[[ INFORMATION GIVEN open ]]
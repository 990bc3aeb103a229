//! Game entity types.
//!
//! Each entity keeps its exact position as a float and derives an integer
//! bounding box from it after every move, the same way a sprite's rect
//! follows its float position.

use crate::settings::{Rgb, Settings};

// ── Bounding box ──────────────────────────────────────────────────────────────

/// Integer axis-aligned rectangle in screen pixels (y grows downward).
#[derive(Clone, Copy, Debug, PartialEq, Eq, Default)]
pub struct Rect {
    pub x: i32,
    pub y: i32,
    pub width: i32,
    pub height: i32,
}

impl Rect {
    pub fn new(x: i32, y: i32, width: i32, height: i32) -> Self {
        Self { x, y, width, height }
    }

    pub fn left(&self) -> i32 {
        self.x
    }

    pub fn right(&self) -> i32 {
        self.x + self.width
    }

    pub fn top(&self) -> i32 {
        self.y
    }

    pub fn bottom(&self) -> i32 {
        self.y + self.height
    }

    pub fn centerx(&self) -> i32 {
        self.x + self.width / 2
    }

    pub fn centery(&self) -> i32 {
        self.y + self.height / 2
    }

    pub fn set_centerx(&mut self, cx: i32) {
        self.x = cx - self.width / 2;
    }

    pub fn set_center(&mut self, cx: i32, cy: i32) {
        self.x = cx - self.width / 2;
        self.y = cy - self.height / 2;
    }

    pub fn set_top(&mut self, top: i32) {
        self.y = top;
    }

    pub fn set_bottom(&mut self, bottom: i32) {
        self.y = bottom - self.height;
    }

    /// True when the interiors intersect.  Boxes that merely share an edge
    /// do not overlap, and an empty box never overlaps anything.
    pub fn overlaps(&self, other: &Rect) -> bool {
        self.width > 0
            && self.height > 0
            && other.width > 0
            && other.height > 0
            && self.x < other.right()
            && other.x < self.right()
            && self.y < other.bottom()
            && other.y < self.bottom()
    }

    pub fn contains_point(&self, px: i32, py: i32) -> bool {
        px >= self.x && px < self.right() && py >= self.y && py < self.bottom()
    }
}

/// Float-to-pixel sync.  Truncates toward zero like assigning a float to an
/// integer rect coordinate.
fn to_px(v: f32) -> i32 {
    v as i32
}

// ── Shared capability ─────────────────────────────────────────────────────────

/// Anything the engine moves and collides.
pub trait Entity {
    fn bounding_box(&self) -> Rect;

    /// Advance by one tick using the current dynamic speeds.
    fn advance(&mut self, settings: &Settings);
}

// ── Ship ──────────────────────────────────────────────────────────────────────

#[derive(Clone, Copy, Debug, PartialEq, Eq)]
pub enum Direction {
    Left,
    Right,
}

#[derive(Clone, Debug, PartialEq)]
pub struct Ship {
    /// Exact horizontal centre.
    pub cx: f32,
    pub rect: Rect,
    pub moving_left: bool,
    pub moving_right: bool,
    screen_width: i32,
}

impl Ship {
    /// A ship resting on the bottom edge, horizontally centred.
    pub fn new(settings: &Settings) -> Self {
        let mut rect = Rect::new(0, 0, settings.ship_width, settings.ship_height);
        rect.set_centerx(settings.screen_width / 2);
        rect.set_bottom(settings.screen_height);
        Self {
            cx: rect.centerx() as f32,
            rect,
            moving_left: false,
            moving_right: false,
            screen_width: settings.screen_width,
        }
    }

    pub fn set_movement(&mut self, direction: Direction, active: bool) {
        match direction {
            Direction::Left => self.moving_left = active,
            Direction::Right => self.moving_right = active,
        }
    }

    pub fn recenter(&mut self) {
        self.cx = (self.screen_width / 2) as f32;
        self.rect.set_centerx(to_px(self.cx));
    }
}

impl Entity for Ship {
    fn bounding_box(&self) -> Rect {
        self.rect
    }

    /// Edge checks happen before the move, so the box may come to rest on
    /// (or one step past) the edge, after which that direction stops.
    fn advance(&mut self, settings: &Settings) {
        let speed = settings.dynamic.ship_speed;
        if self.moving_right && self.rect.right() < self.screen_width {
            self.cx += speed;
        }
        if self.moving_left && self.rect.left() > 0 {
            self.cx -= speed;
        }
        self.rect.set_centerx(to_px(self.cx));
    }
}

// ── Bullet ────────────────────────────────────────────────────────────────────

#[derive(Clone, Debug, PartialEq)]
pub struct Bullet {
    /// Exact vertical position of the top edge.
    pub y: f32,
    pub rect: Rect,
    pub color: Rgb,
}

impl Bullet {
    /// Spawn at the ship's top-centre.  The cap on live bullets is enforced
    /// by whoever owns the bullet collection.
    pub fn new(settings: &Settings, ship: &Ship) -> Self {
        let mut rect = Rect::new(0, 0, settings.bullet_width, settings.bullet_height);
        rect.set_centerx(ship.rect.centerx());
        rect.set_top(ship.rect.top());
        Self {
            y: rect.y as f32,
            rect,
            color: settings.bullet_color,
        }
    }

    /// Fully above the top of the screen.
    pub fn is_offscreen(&self) -> bool {
        self.rect.bottom() <= 0
    }
}

impl Entity for Bullet {
    fn bounding_box(&self) -> Rect {
        self.rect
    }

    fn advance(&mut self, settings: &Settings) {
        self.y -= settings.dynamic.bullet_speed;
        self.rect.y = to_px(self.y);
    }
}

// ── Alien ─────────────────────────────────────────────────────────────────────

#[derive(Clone, Debug, PartialEq)]
pub struct Alien {
    pub x: f32,
    pub y: f32,
    pub rect: Rect,
}

impl Alien {
    pub fn new(x: f32, y: f32, width: i32, height: i32) -> Self {
        Self {
            x,
            y,
            rect: Rect::new(to_px(x), to_px(y), width, height),
        }
    }

    pub fn at_edge(&self, screen_width: i32) -> bool {
        self.rect.right() >= screen_width || self.rect.left() <= 0
    }

    /// Move straight down, used when the fleet bounces off an edge.
    pub fn drop_by(&mut self, dy: f32) {
        self.y += dy;
        self.rect.y = to_px(self.y);
    }
}

impl Entity for Alien {
    fn bounding_box(&self) -> Rect {
        self.rect
    }

    fn advance(&mut self, settings: &Settings) {
        let d = &settings.dynamic;
        self.x += d.alien_speed * d.fleet_direction.sign();
        self.rect.x = to_px(self.x);
    }
}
[[ INFORMATION GIVEN closed ]]
== WHAT THE TASK REQUIRES ==
Scan the records above. Return every line with "position" in it.

== RESPONSE FOR THIS EXERCISE ==
//! Each entity keeps its exact position as a float and derives an integer
//! follows its float position.
    /// Exact vertical position of the top edge.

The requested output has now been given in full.